→ **Problem details**
This exercise calls for every record to be set down again, exactly and in full.

→ **Exercise data**
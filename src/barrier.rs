use crate::tracker::{PendingCount, PendingWrites};
use std::sync::Arc;
use tokio::time::{sleep, Duration, Instant};
use tracing::{debug, info, warn};

/// Interval between two polls of the pending count.
pub const DEFAULT_POLL_INTERVAL: Duration = Duration::from_millis(100);

#[derive(Debug, Clone, Copy, PartialEq, Eq)]
pub enum BarrierOutcome {
    /// No producer exists, nothing was waited for.
    Skipped,
    /// Every submitted batch reached an outcome.
    Drained,
    /// The flush timeout elapsed with batches still outstanding.
    TimedOut,
}

/// Result of one checkpoint wait.
#[derive(Debug, Clone, Copy, PartialEq, Eq)]
pub struct BarrierWaitState {
    pub outcome: BarrierOutcome,
    pub elapsed: Duration,
    /// Pending count observed by the last poll.
    pub pending: i64,
}

impl BarrierWaitState {
    pub fn skipped() -> Self {
        Self {
            outcome: BarrierOutcome::Skipped,
            elapsed: Duration::ZERO,
            pending: 0,
        }
    }
}

/// Wait until `pending` reaches zero or `flush_timeout` elapses.
///
/// Returns immediately without sleeping when nothing is pending. A timeout
/// is reported as a warning and in the returned state; it never fails
/// the checkpoint.
pub async fn drain(
    pending: &dyn PendingCount,
    flush_timeout: Duration,
    poll_interval: Duration,
) -> BarrierWaitState {
    let begin_at = Instant::now();
    loop {
        let elapsed = begin_at.elapsed();
        let current = pending.current();
        if current <= 0 {
            info!(used_ms = elapsed.as_millis() as u64, "snapshot state succeeded");
            return BarrierWaitState {
                outcome: BarrierOutcome::Drained,
                elapsed,
                pending: current,
            };
        }
        if elapsed >= flush_timeout {
            warn!(
                timeout_ms = flush_timeout.as_millis() as u64,
                pending = current,
                "wait for snapshot state timed out"
            );
            return BarrierWaitState {
                outcome: BarrierOutcome::TimedOut,
                elapsed,
                pending: current,
            };
        }
        debug!(
            pending = current,
            sleep_ms = poll_interval.as_millis() as u64,
            "waiting for outstanding batches to flush"
        );
        sleep(poll_interval).await;
    }
}

/// Shareable handle to run the checkpoint wait from any task.
#[derive(Clone)]
pub struct CheckpointBarrier {
    pending: Arc<dyn PendingCount>,
    flush_timeout: Duration,
    poll_interval: Duration,
}

impl CheckpointBarrier {
    pub fn new(pending: PendingWrites, flush_timeout: Duration, poll_interval: Duration) -> Self {
        Self::with_counter(Arc::new(pending), flush_timeout, poll_interval)
    }

    pub fn with_counter(
        pending: Arc<dyn PendingCount>,
        flush_timeout: Duration,
        poll_interval: Duration,
    ) -> Self {
        Self {
            pending,
            flush_timeout,
            poll_interval,
        }
    }

    pub fn flush_timeout(&self) -> Duration {
        self.flush_timeout
    }

    pub async fn wait(&self) -> BarrierWaitState {
        drain(&*self.pending, self.flush_timeout, self.poll_interval).await
    }
}

#[cfg(test)]
mod tests {
    use super::*;
    use std::sync::atomic::{AtomicI64, AtomicUsize, Ordering};

    /// Counter that reports `initial` until polled `settle_after` times.
    struct FakeCounter {
        value: AtomicI64,
        polls: AtomicUsize,
        settle_after: usize,
    }

    impl FakeCounter {
        fn new(initial: i64, settle_after: usize) -> Self {
            Self {
                value: AtomicI64::new(initial),
                polls: AtomicUsize::new(0),
                settle_after,
            }
        }
    }

    impl PendingCount for FakeCounter {
        fn current(&self) -> i64 {
            let polls = self.polls.fetch_add(1, Ordering::SeqCst) + 1;
            if polls > self.settle_after {
                self.value.store(0, Ordering::SeqCst);
            }
            self.value.load(Ordering::SeqCst)
        }
    }

    #[tokio::test(start_paused = true)]
    async fn returns_immediately_when_nothing_is_pending() {
        let counter = FakeCounter::new(0, 0);
        let state = drain(&counter, Duration::from_secs(10), DEFAULT_POLL_INTERVAL).await;
        assert_eq!(state.outcome, BarrierOutcome::Drained);
        assert_eq!(state.elapsed, Duration::ZERO);
        assert_eq!(counter.polls.load(Ordering::SeqCst), 1);
    }

    #[tokio::test(start_paused = true)]
    async fn polls_until_the_count_settles() {
        let counter = FakeCounter::new(2, 3);
        let state = drain(&counter, Duration::from_secs(5), DEFAULT_POLL_INTERVAL).await;
        assert_eq!(state.outcome, BarrierOutcome::Drained);
        assert!(state.elapsed >= Duration::from_millis(300));
        assert!(state.elapsed < Duration::from_millis(400));
        assert_eq!(state.pending, 0);
    }

    #[tokio::test(start_paused = true)]
    async fn times_out_without_failing() {
        let counter = FakeCounter::new(1, usize::MAX);
        let state = drain(&counter, Duration::from_millis(200), DEFAULT_POLL_INTERVAL).await;
        assert_eq!(state.outcome, BarrierOutcome::TimedOut);
        assert!(state.elapsed >= Duration::from_millis(200));
        assert!(state.elapsed < Duration::from_millis(300));
        assert_eq!(state.pending, 1);
    }

    #[tokio::test(start_paused = true)]
    async fn barrier_handle_observes_shared_tracker() {
        let pending = PendingWrites::new();
        pending.increment();
        let barrier = CheckpointBarrier::new(
            pending.clone(),
            Duration::from_secs(5),
            DEFAULT_POLL_INTERVAL,
        );

        let settle = pending.clone();
        tokio::spawn(async move {
            sleep(Duration::from_millis(250)).await;
            settle.decrement();
        });

        let state = barrier.wait().await;
        assert_eq!(state.outcome, BarrierOutcome::Drained);
        assert!(state.elapsed >= Duration::from_millis(250));
        assert!(state.elapsed < Duration::from_secs(1));
    }
}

→ **Solution**
filename src/barrier.rs
use crate::tracker::{PendingCount, PendingWrites};
use std::sync::Arc;
use tokio::time::{sleep, Duration, Instant};
use tracing::{debug, info, warn};

/// Interval between two polls of the pending count.
pub const DEFAULT_POLL_INTERVAL: Duration = Duration::from_millis(100);

#[derive(Debug, Clone, Copy, PartialEq, Eq)]
pub enum BarrierOutcome {
    /// No producer exists, nothing was waited for.
    Skipped,
    /// Every submitted batch reached an outcome.
    Drained,
    /// The flush timeout elapsed with batches still outstanding.
    TimedOut,
}

/// Result of one checkpoint wait.
#[derive(Debug, Clone, Copy, PartialEq, Eq)]
pub struct BarrierWaitState {
    pub outcome: BarrierOutcome,
    pub elapsed: Duration,
    /// Pending count observed by the last poll.
    pub pending: i64,
}

impl BarrierWaitState {
    pub fn skipped() -> Self {
        Self {
            outcome: BarrierOutcome::Skipped,
            elapsed: Duration::ZERO,
            pending: 0,
        }
    }
}

/// Wait until `pending` reaches zero or `flush_timeout` elapses.
///
/// Returns immediately without sleeping when nothing is pending. A timeout
/// is reported as a warning and in the returned state; it never fails
/// the checkpoint.
pub async fn drain(
    pending: &dyn PendingCount,
    flush_timeout: Duration,
    poll_interval: Duration,
) -> BarrierWaitState {
    let begin_at = Instant::now();
    loop {
        let elapsed = begin_at.elapsed();
        let current = pending.current();
        if current <= 0 {
            info!(used_ms = elapsed.as_millis() as u64, "snapshot state succeeded");
            return BarrierWaitState {
                outcome: BarrierOutcome::Drained,
                elapsed,
                pending: current,
            };
        }
        if elapsed >= flush_timeout {
            warn!(
                timeout_ms = flush_timeout.as_millis() as u64,
                pending = current,
                "wait for snapshot state timed out"
            );
            return BarrierWaitState {
                outcome: BarrierOutcome::TimedOut,
                elapsed,
                pending: current,
            };
        }
        debug!(
            pending = current,
            sleep_ms = poll_interval.as_millis() as u64,
            "waiting for outstanding batches to flush"
        );
        sleep(poll_interval).await;
    }
}

/// Shareable handle to run the checkpoint wait from any task.
#[derive(Clone)]
pub struct CheckpointBarrier {
    pending: Arc<dyn PendingCount>,
    flush_timeout: Duration,
    poll_interval: Duration,
}

impl CheckpointBarrier {
    pub fn new(pending: PendingWrites, flush_timeout: Duration, poll_interval: Duration) -> Self {
        Self::with_counter(Arc::new(pending), flush_timeout, poll_interval)
    }

    pub fn with_counter(
        pending: Arc<dyn PendingCount>,
        flush_timeout: Duration,
        poll_interval: Duration,
    ) -> Self {
        Self {
            pending,
            flush_timeout,
            poll_interval,
        }
    }

    pub fn flush_timeout(&self) -> Duration {
        self.flush_timeout
    }

    pub async fn wait(&self) -> BarrierWaitState {
        drain(&*self.pending, self.flush_timeout, self.poll_interval).await
    }
}

#[cfg(test)]
mod tests {
    use super::*;
    use std::sync::atomic::{AtomicI64, AtomicUsize, Ordering};

    /// Counter that reports `initial` until polled `settle_after` times.
    struct FakeCounter {
        value: AtomicI64,
        polls: AtomicUsize,
        settle_after: usize,
    }

    impl FakeCounter {
        fn new(initial: i64, settle_after: usize) -> Self {
            Self {
                value: AtomicI64::new(initial),
                polls: AtomicUsize::new(0),
                settle_after,
            }
        }
    }

    impl PendingCount for FakeCounter {
        fn current(&self) -> i64 {
            let polls = self.polls.fetch_add(1, Ordering::SeqCst) + 1;
            if polls > self.settle_after {
                self.value.store(0, Ordering::SeqCst);
            }
            self.value.load(Ordering::SeqCst)
        }
    }

    #[tokio::test(start_paused = true)]
    async fn returns_immediately_when_nothing_is_pending() {
        let counter = FakeCounter::new(0, 0);
        let state = drain(&counter, Duration::from_secs(10), DEFAULT_POLL_INTERVAL).await;
        assert_eq!(state.outcome, BarrierOutcome::Drained);
        assert_eq!(state.elapsed, Duration::ZERO);
        assert_eq!(counter.polls.load(Ordering::SeqCst), 1);
    }

    #[tokio::test(start_paused = true)]
    async fn polls_until_the_count_settles() {
        let counter = FakeCounter::new(2, 3);
        let state = drain(&counter, Duration::from_secs(5), DEFAULT_POLL_INTERVAL).await;
        assert_eq!(state.outcome, BarrierOutcome::Drained);
        assert!(state.elapsed >= Duration::from_millis(300));
        assert!(state.elapsed < Duration::from_millis(400));
        assert_eq!(state.pending, 0);
    }

    #[tokio::test(start_paused = true)]
    async fn times_out_without_failing() {
        let counter = FakeCounter::new(1, usize::MAX);
        let state = drain(&counter, Duration::from_millis(200), DEFAULT_POLL_INTERVAL).await;
        assert_eq!(state.outcome, BarrierOutcome::TimedOut);
        assert!(state.elapsed >= Duration::from_millis(200));
        assert!(state.elapsed < Duration::from_millis(300));
        assert_eq!(state.pending, 1);
    }

    #[tokio::test(start_paused = true)]
    async fn barrier_handle_observes_shared_tracker() {
        let pending = PendingWrites::new();
        pending.increment();
        let barrier = CheckpointBarrier::new(
            pending.clone(),
            Duration::from_secs(5),
            DEFAULT_POLL_INTERVAL,
        );

        let settle = pending.clone();
        tokio::spawn(async move {
            sleep(Duration::from_millis(250)).await;
            settle.decrement();
        });

        let state = barrier.wait().await;
        assert_eq!(state.outcome, BarrierOutcome::Drained);
        assert!(state.elapsed >= Duration::from_millis(250));
        assert!(state.elapsed < Duration::from_secs(1));
    }
}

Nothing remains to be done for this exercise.